When Justice is Hospitalized
Friday, May 18, 2007; 8:28 AM
By the standards of Washington, where the most exciting development usually involves someone writing a memo or inserting an amendment, what happened with Alberto Gonzales and John Ashcroft is right out of a Hollywood movie. A low-budget B-movie, perhaps, but it has a cinematic quality nonetheless.
The attorney general, seriously ill and hospitalized. The president, wanting to get his secret eavesdropping program authorized by the Justice Department. The White House counsel (Gonzales), rushing to the hospital to try to get the incapacitated Ashcroft to sign the document. The deputy attorney general (James Comey), convinced that the program is illegal, racing to the scene to foil the plan. The weakened Ashcroft refusing to sign. The deputy threatening to quit.
And this is no mere rumor or secondhand account. Comey described the 2004 incident in dramatic fashion in his congressional testimony this week. And that prompted this question yesterday, at the Bush-Blair farewell presser, from NBC's Kelly O'Donnell:
"Sir, did you send your then Chief of Staff and White House Counsel to the bedside of John Ashcroft while he was ill to get him to approve that program? And do you believe that kind of conduct from White House officials is appropriate?
"PRESIDENT BUSH: Kelly, there's a lot of speculation about what happened and what didn't happen; I'm not going to talk about it. It's a very sensitive program."

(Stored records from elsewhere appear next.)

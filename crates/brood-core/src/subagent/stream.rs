//! Stream event parser for the child's `stream-json` output.
//!
//! The child writes one JSON record per stdout line. The protocol is
//! best-effort and forward-compatible: lines that are not JSON objects are
//! dropped, and unknown record kinds decode to [`StreamEvent::Ignored`].
//!
//! Each invocation owns one [`ExecutionState`] and feeds it every line in
//! arrival order via [`ExecutionState::ingest_line`].

use std::collections::HashSet;

use serde_json::Value;
use tracing::debug;
use uuid::Uuid;

use crate::error::SubagentError;

use super::tracking::{ActivitySink, ToolCallRecord};

/// Base URL of the hosted backend.
pub const HOSTED_BASE_URL: &str = "https://api.brood.dev";
/// Web app where hosted agents can be viewed.
pub const HOSTED_APP_URL: &str = "https://app.brood.dev";

/// Link prefix for viewable agents, or `None` for self-hosted backends.
pub fn agent_link_base(base_url: Option<&str>) -> Option<String> {
    match base_url.map(|u| u.trim_end_matches('/')) {
        None | Some(HOSTED_BASE_URL) => Some(format!("{HOSTED_APP_URL}/agents")),
        Some(_) => None,
    }
}

// ---------------------------------------------------------------------------
// Events
// ---------------------------------------------------------------------------

/// Reasoning effort reported by the child at startup.
#[derive(Debug, Clone, PartialEq, Eq)]
pub enum ReasoningEffort {
    /// The child reported the field with an explicit `null`.
    Unset,
    Level(String),
}

#[derive(Debug, Clone, Default, PartialEq, Eq)]
pub struct InitEvent {
    pub agent_id: Option<String>,
    pub conversation_id: Option<String>,
    pub model: Option<String>,
    /// `None` when the field was absent from the record.
    pub reasoning_effort: Option<ReasoningEffort>,
}

/// One piece of a tool call. Arguments may arrive split across records.
#[derive(Debug, Clone, PartialEq, Eq)]
pub struct ToolCallFragment {
    pub call_id: String,
    pub name: Option<String>,
    pub arguments: String,
}

/// Terminal `result` record.
#[derive(Debug, Clone, Default, PartialEq, Eq)]
pub struct ResultEvent {
    pub text: String,
    pub is_error: bool,
    pub duration_ms: Option<u64>,
    pub total_tokens: Option<u64>,
    pub agent_id: Option<String>,
    pub conversation_id: Option<String>,
}

/// One decoded protocol line.
#[derive(Debug, Clone, PartialEq, Eq)]
pub enum StreamEvent {
    Init(InitEvent),
    ApprovalRequest(Vec<ToolCallFragment>),
    AutoApproval(Vec<ToolCallFragment>),
    Result(ResultEvent),
    Error(String),
    /// Valid record of a kind this engine does not act on.
    Ignored,
}

impl StreamEvent {
    /// Decode one line. `None` means the line is not a JSON object.
    pub fn decode(line: &str) -> Option<Self> {
        let trimmed = line.trim();
        if trimmed.is_empty() {
            return None;
        }
        let v: Value = serde_json::from_str(trimmed).ok()?;
        if !v.is_object() {
            return None;
        }

        let event = match str_field(&v, "type").unwrap_or("") {
            "init" => Self::Init(InitEvent::from_value(&v)),
            "system" if str_field(&v, "subtype") == Some("init") => {
                Self::Init(InitEvent::from_value(&v))
            }
            "message" => match str_field(&v, "message_type") {
                Some("approval_request_message" | "approval_request") => {
                    Self::ApprovalRequest(tool_call_fragments(&v))
                }
                _ => Self::Ignored,
            },
            "auto_approval" => Self::AutoApproval(tool_call_fragments(&v)),
            "result" => Self::Result(ResultEvent::from_value(&v)),
            "error" => Self::Error(error_message(&v)),
            other => {
                debug!(event_type = other, "ignoring unrecognised stream event type");
                Self::Ignored
            }
        };
        Some(event)
    }
}

impl InitEvent {
    fn from_value(v: &Value) -> Self {
        let reasoning_effort = match v.get("reasoning_effort") {
            None => None,
            Some(Value::Null) => Some(ReasoningEffort::Unset),
            Some(Value::String(s)) => Some(ReasoningEffort::Level(s.clone())),
            Some(other) => Some(ReasoningEffort::Level(other.to_string())),
        };
        Self {
            agent_id: owned_str_field(v, "agent_id"),
            conversation_id: owned_str_field(v, "conversation_id"),
            model: owned_str_field(v, "model"),
            reasoning_effort,
        }
    }
}

impl ToolCallFragment {
    fn from_value(v: &Value) -> Option<Self> {
        let call_id = owned_str_field(v, "tool_call_id").or_else(|| owned_str_field(v, "id"))?;
        let arguments = match v.get("arguments") {
            None | Some(Value::Null) => String::new(),
            Some(Value::String(s)) => s.clone(),
            Some(other) => other.to_string(),
        };
        Some(Self {
            call_id,
            name: owned_str_field(v, "name"),
            arguments,
        })
    }
}

impl ResultEvent {
    fn from_value(v: &Value) -> Self {
        let text = match v.get("result") {
            None | Some(Value::Null) => String::new(),
            Some(Value::String(s)) => s.clone(),
            Some(other) => other.to_string(),
        };
        let is_error = v.get("is_error").and_then(Value::as_bool).unwrap_or(false)
            || str_field(v, "subtype").is_some_and(|s| s.starts_with("error"));

        let total_tokens = v.get("usage").and_then(|usage| {
            usage.get("total_tokens").and_then(Value::as_u64).or_else(|| {
                let input = usage.get("input_tokens").and_then(Value::as_u64).unwrap_or(0);
                let output = usage.get("output_tokens").and_then(Value::as_u64).unwrap_or(0);
                (input + output > 0).then_some(input + output)
            })
        });

        Self {
            text,
            is_error,
            duration_ms: v.get("duration_ms").and_then(Value::as_u64),
            total_tokens,
            agent_id: owned_str_field(v, "agent_id"),
            conversation_id: owned_str_field(v, "conversation_id"),
        }
    }

    /// Parse a raw line as a terminal `result` record.
    ///
    /// Used on the last stdout line when the stream itself produced no
    /// result.
    pub fn parse_line(line: &str) -> Result<Self, SubagentError> {
        let v: Value = serde_json::from_str(line.trim())
            .map_err(|e| SubagentError::FallbackParse(e.to_string()))?;
        match str_field(&v, "type") {
            Some("result") => Ok(Self::from_value(&v)),
            Some(other) => Err(SubagentError::FallbackParse(format!(
                "last output line is a '{other}' record, not a result"
            ))),
            None => Err(SubagentError::FallbackParse(
                "last output line has no record type".to_string(),
            )),
        }
    }
}

fn str_field<'a>(v: &'a Value, key: &str) -> Option<&'a str> {
    v.get(key).and_then(Value::as_str)
}

fn owned_str_field(v: &Value, key: &str) -> Option<String> {
    str_field(v, key).filter(|s| !s.is_empty()).map(str::to_string)
}

/// Tool calls carried by a record, as `tool_call` and/or `tool_calls`.
fn tool_call_fragments(v: &Value) -> Vec<ToolCallFragment> {
    let mut calls: Vec<&Value> = Vec::new();
    if let Some(arr) = v.get("tool_calls").and_then(Value::as_array) {
        calls.extend(arr);
    }
    if let Some(call) = v.get("tool_call").filter(|c| c.is_object()) {
        calls.push(call);
    }
    calls
        .into_iter()
        .filter_map(ToolCallFragment::from_value)
        .collect()
}

fn error_message(v: &Value) -> String {
    let explicit = match v.get("error") {
        Some(Value::String(s)) if !s.is_empty() => Some(s.clone()),
        Some(obj @ Value::Object(_)) => owned_str_field(obj, "message"),
        _ => None,
    };
    explicit
        .or_else(|| owned_str_field(v, "message"))
        .unwrap_or_else(|| "Subagent reported an unspecified error".to_string())
}

// ---------------------------------------------------------------------------
// Execution state
// ---------------------------------------------------------------------------

#[derive(Debug, Clone, Default, PartialEq, Eq)]
pub struct ResultStats {
    pub duration_ms: Option<u64>,
    pub total_tokens: Option<u64>,
}

#[derive(Debug, Clone, PartialEq, Eq)]
struct PendingToolCall {
    call_id: String,
    name: Option<String>,
    arguments: String,
}

/// Accumulated state for one running child.
///
/// Public fields are read by the supervisor once the child exits; they are
/// only ever written by [`ExecutionState::apply`].
#[derive(Debug)]
pub struct ExecutionState {
    invocation_id: Uuid,
    link_base: Option<String>,
    pub agent_id: Option<String>,
    pub agent_url: Option<String>,
    pub conversation_id: Option<String>,
    pub model: Option<String>,
    pub reasoning_effort: Option<ReasoningEffort>,
    /// Set by a successful `result` record.
    pub final_result: Option<String>,
    /// Set by a failed `result` record or an `error` record.
    pub final_error: Option<String>,
    pub stats: ResultStats,
    recorded: HashSet<String>,
    /// Buffered approval requests, in first-seen order.
    pending: Vec<PendingToolCall>,
}

impl ExecutionState {
    pub fn new(invocation_id: Uuid) -> Self {
        Self {
            invocation_id,
            link_base: None,
            agent_id: None,
            agent_url: None,
            conversation_id: None,
            model: None,
            reasoning_effort: None,
            final_result: None,
            final_error: None,
            stats: ResultStats::default(),
            recorded: HashSet::new(),
            pending: Vec::new(),
        }
    }

    /// Enable viewable agent links under `base` (see [`agent_link_base`]).
    pub fn with_link_base(mut self, base: Option<String>) -> Self {
        self.link_base = base;
        self
    }

    pub fn invocation_id(&self) -> Uuid {
        self.invocation_id
    }

    /// Whether a terminal `result` record has been seen.
    pub fn has_terminal_result(&self) -> bool {
        self.final_result.is_some()
    }

    /// Number of tool calls reported to the sink so far.
    pub fn recorded_tool_calls(&self) -> usize {
        self.recorded.len()
    }

    /// Decode and apply one stdout line. Returns `false` if it was dropped.
    pub fn ingest_line(&mut self, line: &str, sink: &dyn ActivitySink) -> bool {
        match StreamEvent::decode(line) {
            Some(event) => {
                self.apply(event, sink);
                true
            }
            None => false,
        }
    }

    pub fn apply(&mut self, event: StreamEvent, sink: &dyn ActivitySink) {
        match event {
            StreamEvent::Init(init) => self.apply_init(init, sink),
            StreamEvent::ApprovalRequest(fragments) => {
                for fragment in fragments {
                    self.buffer_fragment(fragment);
                }
            }
            StreamEvent::AutoApproval(fragments) => {
                for fragment in fragments {
                    let pending = self.pending.iter().find(|p| p.call_id == fragment.call_id);
                    let name = fragment
                        .name
                        .clone()
                        .or_else(|| pending.and_then(|p| p.name.clone()));
                    let arguments = if fragment.arguments.is_empty() {
                        pending.map(|p| p.arguments.clone()).unwrap_or_default()
                    } else {
                        fragment.arguments.clone()
                    };
                    self.record_tool_call(&fragment.call_id, name, arguments, sink);
                }
            }
            StreamEvent::Result(result) => self.apply_result(result, sink),
            StreamEvent::Error(message) => self.final_error = Some(message),
            StreamEvent::Ignored => {}
        }
    }

    fn apply_init(&mut self, init: InitEvent, sink: &dyn ActivitySink) {
        if let Some(agent_id) = init.agent_id {
            self.agent_url = self
                .link_base
                .as_ref()
                .map(|base| format!("{base}/{agent_id}"));
            sink.agent_started(self.invocation_id, &agent_id, self.agent_url.as_deref());
            self.agent_id = Some(agent_id);
        }
        if init.conversation_id.is_some() {
            self.conversation_id = init.conversation_id;
        }
        if init.model.is_some() {
            self.model = init.model;
        }
        if init.reasoning_effort.is_some() {
            self.reasoning_effort = init.reasoning_effort;
        }
    }

    fn apply_result(&mut self, result: ResultEvent, sink: &dyn ActivitySink) {
        self.stats = ResultStats {
            duration_ms: result.duration_ms,
            total_tokens: result.total_tokens,
        };
        if self.agent_id.is_none() {
            self.agent_id = result.agent_id;
        }
        if self.conversation_id.is_none() {
            self.conversation_id = result.conversation_id;
        }

        if result.is_error {
            self.final_error = Some(if result.text.trim().is_empty() {
                "Subagent reported an error".to_string()
            } else {
                result.text
            });
        } else {
            self.final_result = Some(result.text);
            self.flush_pending(sink);
        }
    }

    fn buffer_fragment(&mut self, fragment: ToolCallFragment) {
        if self.recorded.contains(&fragment.call_id) {
            return;
        }
        match self.pending.iter_mut().find(|p| p.call_id == fragment.call_id) {
            Some(pending) => {
                pending.arguments.push_str(&fragment.arguments);
                if pending.name.is_none() {
                    pending.name = fragment.name;
                }
            }
            None => self.pending.push(PendingToolCall {
                call_id: fragment.call_id,
                name: fragment.name,
                arguments: fragment.arguments,
            }),
        }
    }

    /// Report every buffered call that was never acknowledged.
    fn flush_pending(&mut self, sink: &dyn ActivitySink) {
        for pending in std::mem::take(&mut self.pending) {
            self.record_tool_call(&pending.call_id, pending.name, pending.arguments, sink);
        }
    }

    fn record_tool_call(
        &mut self,
        call_id: &str,
        name: Option<String>,
        arguments: String,
        sink: &dyn ActivitySink,
    ) {
        if !self.recorded.insert(call_id.to_string()) {
            return;
        }
        self.pending.retain(|p| p.call_id != call_id);
        let name = name.unwrap_or_else(|| "unknown".to_string());
        sink.tool_call(
            self.invocation_id,
            ToolCallRecord::new(call_id, name, arguments),
        );
    }

    /// Arguments buffered so far for a pending call.
    pub fn pending_arguments(&self, call_id: &str) -> Option<&str> {
        self.pending
            .iter()
            .find(|p| p.call_id == call_id)
            .map(|p| p.arguments.as_str())
    }
}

Excuse me, it's not speculation. It is the sworn testimony of the man you appointed as the second-ranking law-enforcement officer in the land. And while the program may be sensitive--it's no longer secret--the question wasn't about the inner workings of attempts to spy on terrorists. It was about whether the attempt by Gonzales and Andy Card to get the ailing Ashcroft to sign from his sickbed was proper. Bush chose to dodge the question instead.

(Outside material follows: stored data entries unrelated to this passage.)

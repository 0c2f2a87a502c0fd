//! Activity tracking: where the engine reports what its subagents do.
//!
//! The engine only writes. Sinks are shared by every concurrent invocation,
//! so implementations must key by `(invocation id, call id)` and tolerate
//! concurrent writers.

use std::collections::HashMap;
use std::sync::Mutex;

use chrono::{DateTime, Utc};
use serde::Serialize;
use tracing::info;
use uuid::Uuid;

/// One tool call observed in a subagent's stream.
#[derive(Debug, Clone, PartialEq, Eq, Serialize)]
pub struct ToolCallRecord {
    pub call_id: String,
    pub name: String,
    /// Raw argument text, concatenated from streamed fragments.
    pub arguments: String,
    pub recorded_at: DateTime<Utc>,
}

impl ToolCallRecord {
    pub fn new(call_id: impl Into<String>, name: impl Into<String>, arguments: impl Into<String>) -> Self {
        Self {
            call_id: call_id.into(),
            name: name.into(),
            arguments: arguments.into(),
            recorded_at: Utc::now(),
        }
    }
}

/// Write-only sink for subagent activity.
pub trait ActivitySink: Send + Sync {
    /// The child announced its agent identity.
    fn agent_started(&self, invocation_id: Uuid, agent_id: &str, agent_url: Option<&str>);

    /// A tool call was approved or completed. Called at most once per
    /// `(invocation_id, call_id)` by the engine.
    fn tool_call(&self, invocation_id: Uuid, record: ToolCallRecord);
}

/// Discards everything.
#[derive(Debug, Clone, Copy, Default)]
pub struct NoopActivitySink;

impl ActivitySink for NoopActivitySink {
    fn agent_started(&self, _invocation_id: Uuid, _agent_id: &str, _agent_url: Option<&str>) {}

    fn tool_call(&self, _invocation_id: Uuid, _record: ToolCallRecord) {}
}

/// Logs activity through `tracing`.
#[derive(Debug, Clone, Copy, Default)]
pub struct TracingActivitySink;

impl ActivitySink for TracingActivitySink {
    fn agent_started(&self, invocation_id: Uuid, agent_id: &str, agent_url: Option<&str>) {
        info!(invocation_id = %invocation_id, agent_id, agent_url, "subagent started");
    }

    fn tool_call(&self, invocation_id: Uuid, record: ToolCallRecord) {
        info!(
            invocation_id = %invocation_id,
            call_id = %record.call_id,
            tool = %record.name,
            "subagent tool call"
        );
    }
}

#[derive(Debug, Default)]
struct Recorded {
    agents: HashMap<Uuid, String>,
    tool_calls: HashMap<Uuid, Vec<ToolCallRecord>>,
}

/// Keeps everything in memory, per invocation, in arrival order.
///
/// A second record for an existing `(invocation, call id)` is ignored.
#[derive(Debug, Default)]
pub struct InMemoryActivitySink {
    inner: Mutex<Recorded>,
}

impl InMemoryActivitySink {
    pub fn new() -> Self {
        Self::default()
    }

    /// Agent id announced by an invocation, if any.
    pub fn agent_for(&self, invocation_id: Uuid) -> Option<String> {
        self.lock().agents.get(&invocation_id).cloned()
    }

    /// Tool calls recorded for one invocation.
    pub fn tool_calls_for(&self, invocation_id: Uuid) -> Vec<ToolCallRecord> {
        self.lock()
            .tool_calls
            .get(&invocation_id)
            .cloned()
            .unwrap_or_default()
    }

    /// Every invocation id that recorded at least one tool call.
    pub fn invocations(&self) -> Vec<Uuid> {
        self.lock().tool_calls.keys().copied().collect()
    }

    /// Total tool calls across all invocations.
    pub fn total_tool_calls(&self) -> usize {
        self.lock().tool_calls.values().map(Vec::len).sum()
    }

    fn lock(&self) -> std::sync::MutexGuard<'_, Recorded> {
        // A panic while holding the lock cannot leave the maps half-written.
        self.inner.lock().unwrap_or_else(|poisoned| poisoned.into_inner())
    }
}

impl ActivitySink for InMemoryActivitySink {
    fn agent_started(&self, invocation_id: Uuid, agent_id: &str, _agent_url: Option<&str>) {
        self.lock().agents.insert(invocation_id, agent_id.to_string());
    }

    fn tool_call(&self, invocation_id: Uuid, record: ToolCallRecord) {
        let mut inner = self.lock();
        let calls = inner.tool_calls.entry(invocation_id).or_default();
        if calls.iter().all(|c| c.call_id != record.call_id) {
            calls.push(record);
        }
    }
}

"Attorney General Alberto R. Gonzales's standing in Congress became even shakier today as Senate Democrats called for a vote of no confidence in him," the New York Times reports, "and the top Republican on the Senate Judiciary Committee and others predicted that the furor over Mr. Gonzales's leadership of the Justice Department would end with his resignation."

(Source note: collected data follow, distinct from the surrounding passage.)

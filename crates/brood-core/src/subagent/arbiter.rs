//! Result arbiter: streamed terminal result vs. the raw last stdout line.
//!
//! Both normally agree. When they don't, the last line is often a trailing
//! section header or a one-word sign-off that a long streamed report should
//! win over.

use std::sync::LazyLock;

use regex::Regex;

/// Streamed reports at least this long count as substantive.
pub const MIN_SUBSTANTIVE_STREAMED_LEN: usize = 500;
/// Fallback text at most this long counts as terse.
pub const MAX_TERSE_FALLBACK_LEN: usize = 40;
/// Longest single line still considered a possible header.
const MAX_HEADER_LEN: usize = 120;

static PHASE_HEADER: LazyLock<Regex> = LazyLock::new(|| {
    Regex::new(r"(?i)^(#{1,6}\s+|(phase|step|stage|part|section)\s+\d+\b)")
        .expect("phase header pattern is valid")
});

#[derive(Debug, Clone, Copy, PartialEq, Eq)]
pub enum ReportSource {
    Streamed,
    Fallback,
}

impl ReportSource {
    /// The text this source refers to.
    pub fn pick<'a>(self, streamed: &'a str, fallback: &'a str) -> &'a str {
        match self {
            Self::Streamed => streamed,
            Self::Fallback => fallback,
        }
    }
}

/// Decide which report to return. Lengths are measured in characters after
/// trimming.
pub fn choose_report(streamed: &str, fallback: &str) -> ReportSource {
    let fallback = fallback.trim();
    if fallback.is_empty() || is_phase_header(fallback) {
        return ReportSource::Streamed;
    }

    let streamed_len = streamed.trim().chars().count();
    let fallback_len = fallback.chars().count();
    if streamed_len >= MIN_SUBSTANTIVE_STREAMED_LEN && fallback_len <= MAX_TERSE_FALLBACK_LEN {
        return ReportSource::Streamed;
    }

    ReportSource::Fallback
}

/// Whether `text` looks like a section or phase header rather than prose.
pub fn is_phase_header(text: &str) -> bool {
    let text = text.trim();
    if text.is_empty() || text.contains('\n') || text.chars().count() > MAX_HEADER_LEN {
        return false;
    }
    PHASE_HEADER.is_match(text) || text.ends_with(':')
}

How many times have we heard that prediction?
"Mr. Gonzales's position was weakened by disclosures this week about his involvement in 2004, when he was White House counsel, in an attempt to circumvent Justice Department officials who had refused to renew authority for the Bush administration's secret domestic eavesdropping program.
"Those disclosures were cited this afternoon by Senators Charles E. Schumer of New York and Dianne Feinstein of California, both Democrats on the Judiciary Committee, called for a no-confidence vote on Mr. Gonzales."
Says the L.A. Times: "After appearing to have weathered the worst of the Justice Department scandal, Atty. Gen. Alberto R. Gonzales found himself under fresh assault Thursday on the heels of this week's revelations about his conduct in the Bush administration. Gonzales suffered withering attacks from two Republican senators and a former prosecutor as Senate Democrats added pressure of their own, calling for a no-confidence vote on the attorney general's performance."
But the Gonzo-Meter is only up to 57 percent. It used to be so much higher.